Солнечного Огня они отыскали на руинах старой башни. Купол сверзился в жаркие красные барханы, выглядывая лишь золотым наконечником. В глубоких проломах нашли приют птицы, что вили в них гнёзда. Подобные возвышенности были редкими гостями в Красных Пустошах и птицы занимали их круглый год, сменяя друг друга. Солнечного Огня пернатые товарищи не волновали: малы и не питательны, а вот буйволы и гиены, что так же встречались в песках, охотно становились его трапезой. За этим занятием кваатийская троица его и обнаружила.
Солнечный Огонь, проглотив живьём старого буйвола, вдруг издал утробное рычание, не увидев, а почуяв приближение всадника. Встречая Эйгона, который за весь сезон дождей так и не удосужился навестить его, дракон заметно взбодрился, что было уже непривычным, ибо нескончаемая жара сильно обленила его. Почувствовал дракон и глубокую обиду, что затаилась в груди принца.
— Ты потерял в моих глазах уважение, — голос Эйгона был решителен и страшен Солнечному Огню. — Ты был мне братом, а теперь ты снёс яйца, как какая-то курица, и утратил всякую мужскую честь!
Солнечный Огонь прикрыл веки, точно принимая страшную рану на сердце.
— Нет у твоего господина сердца, — расстроилась Эва, обращаясь не то к дракону, не то к Геймону, но только не к Эйгону напрямую.
— Мой принц не терпит обмана, — вступился Геймон, что принца, безусловно, поразило, ибо Геймон на пару с Эвой выступал его совестью, судьёй и воспитателем.

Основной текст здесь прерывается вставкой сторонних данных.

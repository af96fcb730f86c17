mod cli;
mod sources;

use crate::cli::Command;
use bracket_engine::{
    BracketTree, PickProgress, Team, build_bracket, favorite_picks, pick_progress, picked_champion,
    propagate, validate,
};
use log::{info, warn};
use pico_args::Arguments;
use serde::Serialize;

/// `propagate` output: the filled-in tree plus how far along the entrant is.
#[derive(Serialize)]
#[serde(rename_all = "camelCase")]
struct PropagateReport<'a> {
    progress: PickProgress,
    #[serde(skip_serializing_if = "Option::is_none")]
    champion: Option<&'a Team>,
    bracket: &'a BracketTree,
}

fn main() -> anyhow::Result<()> {
    let command = match cli::parse(Arguments::from_env()) {
        Ok(command) => command,
        Err(e) => {
            eprintln!("{e}\n\n{}", cli::usage_text());
            std::process::exit(2);
        }
    };

    better_panic::install();
    env_logger::Builder::from_env(env_logger::Env::default().default_filter_or("warn"))
        .format_target(false)
        .init();

    match command {
        Command::Help => println!("{}", cli::usage_text()),
        Command::Version => println!("pickem {}", env!("CARGO_PKG_VERSION")),
        Command::Build { tournament } => {
            let data = sources::load_tournament(tournament.as_deref())?;
            print_json(&build_bracket(&data)?)?;
        }
        Command::Favorites { tournament } => {
            let data = sources::load_tournament(tournament.as_deref())?;
            print_json(&favorite_picks(&data)?)?;
        }
        Command::Propagate { tournament, picks } => {
            let data = sources::load_tournament(tournament.as_deref())?;
            let picks = sources::load_picks(&picks)?;
            let skeleton = build_bracket(&data)?;
            let populated = propagate(&skeleton, &picks, &data);
            let progress = pick_progress(&populated, &picks);
            if progress.is_complete() {
                info!("all {} picks made", progress.total);
            } else {
                info!("{} of {} picks made, {} to go", progress.made, progress.total, progress.remaining());
            }
            print_json(&PropagateReport {
                progress,
                champion: picked_champion(&populated, &picks),
                bracket: &populated,
            })?;
        }
        Command::Validate { tournament, picks, tie_breaker, config } => {
            let data = sources::load_tournament(tournament.as_deref())?;
            let picks = sources::load_picks(&picks)?;
            let config = sources::load_site_config(config.as_deref())?;
            let result = validate(&picks, parse_tie_breaker(tie_breaker.as_deref()), &data, &config);
            print_json(&result)?;
            if !result.is_valid {
                warn!("submission rejected with {} errors", result.errors.len());
                std::process::exit(1);
            }
        }
    }

    Ok(())
}

/// Anything present but non-numeric becomes NaN so the validator reports it.
fn parse_tie_breaker(raw: Option<&str>) -> Option<f64> {
    let raw = raw?.trim();
    if raw.is_empty() {
        return None;
    }
    Some(raw.parse::<f64>().unwrap_or(f64::NAN))
}

fn print_json<T: Serialize>(value: &T) -> anyhow::Result<()> {
    println!("{}", serde_json::to_string_pretty(value)?);
    Ok(())
}
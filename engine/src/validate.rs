//! Submission checks. Every check runs, and the problems found accumulate, so one
//! call reports everything the entrant has to fix.

use crate::config::Deadline;
use crate::propagate::{propagate, stale_picks};
use crate::{BracketTree, PicksMap, RoundKind, SiteConfig, TournamentData, build_bracket};
use chrono::{DateTime, Utc};
use log::debug;
use serde::{Deserialize, Serialize};
use std::collections::HashSet;

/// Longest list of offending entries spelled out in a single message.
const MAX_LISTED: usize = 5;

#[derive(Debug, Clone, Default, PartialEq, Eq, Serialize, Deserialize)]
#[serde(rename_all = "camelCase")]
pub struct ValidationResult {
    pub is_valid: bool,
    pub errors: Vec<String>,
    /// Worth telling the entrant about, but never grounds for rejection.
    pub warnings: Vec<String>,
}

/// Validate a submission as of right now.
pub fn validate(
    picks: &PicksMap,
    tie_breaker: Option<f64>,
    data: &TournamentData,
    config: &SiteConfig,
) -> ValidationResult {
    validate_at(picks, tie_breaker, data, config, Utc::now())
}

/// Validate a submission as of `now`.
pub fn validate_at(
    picks: &PicksMap,
    tie_breaker: Option<f64>,
    data: &TournamentData,
    config: &SiteConfig,
    now: DateTime<Utc>,
) -> ValidationResult {
    let mut errors = Vec::new();
    let mut warnings = Vec::new();

    check_submission_window(config, now, &mut errors, &mut warnings);
    check_tie_breaker(tie_breaker, config, &mut errors);

    match build_bracket(data) {
        Ok(bracket) => {
            check_completeness(&bracket, picks, &mut errors);
            check_team_existence(picks, data, &mut errors);
            check_region_membership(&bracket, picks, data, &mut errors);
            check_pick_ancestry(&bracket, picks, data, &mut warnings);
        }
        Err(e) => errors.push(format!("Tournament structure is invalid: {e}")),
    }

    debug!(
        "validated {} picks: {} errors, {} warnings",
        picks.len(),
        errors.len(),
        warnings.len()
    );

    ValidationResult {
        is_valid: errors.is_empty(),
        errors,
        warnings,
    }
}

fn check_submission_window(
    config: &SiteConfig,
    now: DateTime<Utc>,
    errors: &mut Vec<String>,
    warnings: &mut Vec<String>,
) {
    if config.submissions_stopped() {
        errors.push(config.stop_submit_message().to_owned());
    }

    match config.deadline() {
        Deadline::At(deadline) if now >= deadline => {
            errors.push(config.deadline_passed_message().to_owned());
        }
        Deadline::Unparseable(raw) => {
            warnings.push(format!("Submission deadline {raw:?} could not be read and was ignored"));
        }
        Deadline::At(_) | Deadline::Unset => {}
    }
}

fn check_tie_breaker(tie_breaker: Option<f64>, config: &SiteConfig, errors: &mut Vec<String>) {
    let (low, high) = config.tie_breaker_bounds();
    match tie_breaker {
        None => errors.push("Tie breaker is required".to_owned()),
        Some(value) if !value.is_finite() => errors.push("Tie breaker must be a number".to_owned()),
        Some(value) if value < low || value > high => {
            errors.push(format!("Tie breaker must be between {low} and {high}"));
        }
        Some(_) => {}
    }
}

fn check_completeness(bracket: &BracketTree, picks: &PicksMap, errors: &mut Vec<String>) {
    let total = bracket.games().count();
    let missing = bracket
        .game_ids()
        .filter(|id| picks.get(*id).is_none_or(|team| team.is_empty()))
        .count();
    if missing > 0 {
        errors.push(format!("Missing {missing} of {total} required picks"));
    }
}

fn check_team_existence(picks: &PicksMap, data: &TournamentData, errors: &mut Vec<String>) {
    let known: HashSet<&str> = data.all_teams().map(|t| t.id.as_str()).collect();
    let invalid: Vec<String> = picks
        .iter()
        .filter(|(_, team)| !team.is_empty() && !known.contains(team.as_str()))
        .map(|(game, team)| format!("{game}: {team}"))
        .collect();
    if !invalid.is_empty() {
        errors.push(format!("Invalid team ids: {}", summarize(&invalid)));
    }
}

/// Regional rounds after the first must be won by a team from that region.
/// Final Four and Championship picks are only held to "is a real team".
fn check_region_membership(
    bracket: &BracketTree,
    picks: &PicksMap,
    data: &TournamentData,
    errors: &mut Vec<String>,
) {
    for game in bracket.games().filter(|g| g.round != RoundKind::RoundOf64) {
        let Some(position) = game.region else {
            continue;
        };
        let Some(team) = picks.get(&game.id).and_then(|id| data.find_team(id)) else {
            continue;
        };
        let Some(region) = data.region(position) else {
            continue;
        };
        if region.find_team(&team.id).is_none() {
            errors.push(format!(
                "{} pick for {} ({}) is not in the {} region",
                game.round.label(),
                game.id,
                team.name,
                region.name
            ));
        }
    }
}

/// Stray keys and picks that skip over earlier picks. Reported, never rejected.
fn check_pick_ancestry(
    bracket: &BracketTree,
    picks: &PicksMap,
    data: &TournamentData,
    warnings: &mut Vec<String>,
) {
    let expected: HashSet<&str> = bracket.game_ids().collect();
    let unknown: Vec<String> = picks
        .keys()
        .filter(|id| !expected.contains(id.as_str()))
        .cloned()
        .collect();
    if !unknown.is_empty() {
        warnings.push(format!("Ignored picks for unknown games: {}", summarize(&unknown)));
    }

    let populated = propagate(bracket, picks, data);
    let stale: Vec<String> = stale_picks(&populated, picks)
        .into_iter()
        .filter_map(|pick| {
            let team = data.find_team(&pick.team_id)?;
            Some(format!("{} ({})", pick.game_id, team.name))
        })
        .collect();
    if !stale.is_empty() {
        warnings.push(format!(
            "Picks that do not follow from earlier-round picks: {}",
            summarize(&stale)
        ));
    }
}

fn summarize(items: &[String]) -> String {
    let shown = items.iter().take(MAX_LISTED).cloned().collect::<Vec<_>>().join(", ");
    match items.len().saturating_sub(MAX_LISTED) {
        0 => shown,
        rest => format!("{shown}, ...and {rest} more"),
    }
}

Эйгон поколебался в решительности пронести свою обиду, как знамя, на целый день. Он коснулся гибкой шеи Солнечного Огня, стряхнул ворох золотого песка с него, подстать цвету чешуи.
— Ты всё равно мне как брат, даже если у тебя нет яиц, — Эйгон прильнул лбом к его шее и Солнечный Огонь на миг прикрыл веки, наслаждаясь редкой лаской капризного всадника. Эйгон тянулся к дракону, как к слабой тени себя прошлого, к дому, где он был сыном, братом, мужем и отцом. И по всем ролям пришёлся страшным разочарованием. Сглотнув комок в горле и отмахнувшись от набегающего самобичевания, Эйгон хлопнул Солнечного Огня по упругой шее и обойдя по правой стороне, огладил его спину, прежде чем запрыгнуть на неё и вскинуть седло.
— Хоть с одной женщиной твой господин ласков, — проворчала Эва Геймону, излишне раздражительно, почти не скрывая ревность и толику зависти, что кому-то, а не ей, достаётся откровенная нежность Эйгона. Взобравшись в седло и почувствовав прежнюю силу, Эйгон с высока обратился к Эве с открытой насмешкой.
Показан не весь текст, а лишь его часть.